**Task description**
Check every line of the listing below for "FieldIssue", and report how many lines have it, as a number with nothing more.

**Records for the task**
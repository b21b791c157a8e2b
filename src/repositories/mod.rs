//! Repository implementations for loading configuration.
//!
//! - `DescriptorRepository`: chain descriptors found in a chain registry directory

mod descriptor;
mod error;

pub use descriptor::{DescriptorRepository, DescriptorRepositoryTrait};
pub use error::RepositoryError;
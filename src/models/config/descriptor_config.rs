use std::path::Path;

use crate::{
	models::{ChainDescriptor, ConfigLoader},
	utils::constants::{DESCRIPTOR_FILE_NAME, EXCLUDED_CHAIN_DIRECTORY},
};

use super::error::{ConfigError, FieldIssue};

/// Returns true for registry directories that never hold a mainnet chain descriptor
fn is_excluded_directory(name: &str) -> bool {
	name == EXCLUDED_CHAIN_DIRECTORY || name.starts_with('.') || name.starts_with('_')
}

impl ConfigLoader for ChainDescriptor {
	fn load_all<T>(path: &Path) -> Result<T, ConfigError>
	where
		T: FromIterator<(String, Self)>,
	{
		if !path.is_dir() {
			return Err(ConfigError::registry_unreadable(path, "directory not found"));
		}

		let mut names = Vec::new();
		let entries =
			std::fs::read_dir(path).map_err(|e| ConfigError::registry_unreadable(path, e))?;
		for entry in entries {
			let entry = entry.map_err(|e| ConfigError::registry_unreadable(path, e))?;
			match entry.file_name().into_string() {
				Ok(name) => names.push(name),
				Err(name) => {
					tracing::debug!(directory = ?name, "Ignoring directory with a non UTF-8 name");
				}
			}
		}
		names.sort();

		let mut pairs = Vec::new();
		for name in names {
			if is_excluded_directory(&name) {
				tracing::debug!(directory = %name, "Ignoring excluded directory");
				continue;
			}

			let chain_dir = path.join(&name);
			let descriptor_path = chain_dir.join(DESCRIPTOR_FILE_NAME);
			if !chain_dir.is_dir() || !descriptor_path.is_file() {
				continue;
			}

			match Self::load_from_path(&descriptor_path) {
				Ok(descriptor) => pairs.push((name, descriptor)),
				Err(e) => {
					tracing::warn!(
						path = %descriptor_path.display(),
						error = %e,
						"Skipping descriptor that could not be loaded"
					);
				}
			}
		}

		Ok(T::from_iter(pairs))
	}

	fn load_from_path(path: &Path) -> Result<Self, ConfigError> {
		if !Self::is_json_file(path) {
			return Err(ConfigError::descriptor_unreadable(path, "not a JSON file"));
		}

		let file =
			std::fs::File::open(path).map_err(|e| ConfigError::descriptor_unreadable(path, e))?;
		let config: ChainDescriptor = serde_json::from_reader(std::io::BufReader::new(file))
			.map_err(|e| ConfigError::malformed_descriptor(path, e))?;

		config
			.validate()
			.map_err(|issue| ConfigError::invalid_field(path, issue))?;

		Ok(config)
	}

	fn validate(&self) -> Result<(), FieldIssue> {
		let peer_lists = [
			("peers.seeds", &self.peers.seeds),
			("peers.persistent_peers", &self.peers.persistent_peers),
		];
		for (list, peers) in peer_lists {
			if let Some((index, peer)) = peers
				.iter()
				.enumerate()
				.find(|(_, p)| p.id.trim().is_empty() || p.address.trim().is_empty())
			{
				return Err(FieldIssue::new(
					format!("{}[{}]", list, index),
					format!("needs both an id and an address, found '{}'", peer),
				));
			}
		}

		for (field, port) in [("rpc_port", self.rpc_port), ("p2p_port", self.p2p_port)] {
			if port == 0 {
				return Err(FieldIssue::new(field, "must be greater than 0"));
			}
		}

		Ok(())
	}
}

**Solution to the problem**
4